Task objective →
Filter the records for "constants" and keep each line that has it.

**** Source information

//! Consensus constants, currency parameters, rewards and checkpoints.

pub mod checkpoints;
pub mod constants;
pub mod money;
pub mod params;
pub mod rewards;
pub mod upgrades;

pub use basalt_crypto::Hash256;
pub use checkpoints::{CheckpointError, Checkpoints};
pub use money::{format_amount, Amount};
pub use params::{Currency, Network};
pub use rewards::{get_block_reward, RewardError};
pub use upgrades::{UpgradeHeights, UPGRADE_HEIGHT_UNDEFINED};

********

Task output →
//! Consensus constants, currency parameters, rewards and checkpoints.
pub mod constants;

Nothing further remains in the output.